Collected data
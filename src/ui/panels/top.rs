use eframe::egui;

use crate::types::Tab;

/// Render the header with the current tab's title.
pub fn show(ctx: &egui::Context, tab: Tab) {
    egui::TopBottomPanel::top("top").show(ctx, |ui| {
        ui.add_space(12.0);
        ui.horizontal(|ui| {
            ui.heading(egui::RichText::new(tab.title()).strong());
            ui.with_layout(egui::Layout::right_to_left(egui::Align::Center), |ui| {
                ui.weak(format!("FolderGo v{}", env!("CARGO_PKG_VERSION")));
            });
        });
        ui.add_space(6.0);
    });
}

> [Problem]:
Every line of the entries above that contains the word "show" must be tallied, and the number alone reported.

> [Result of the exercise]:
2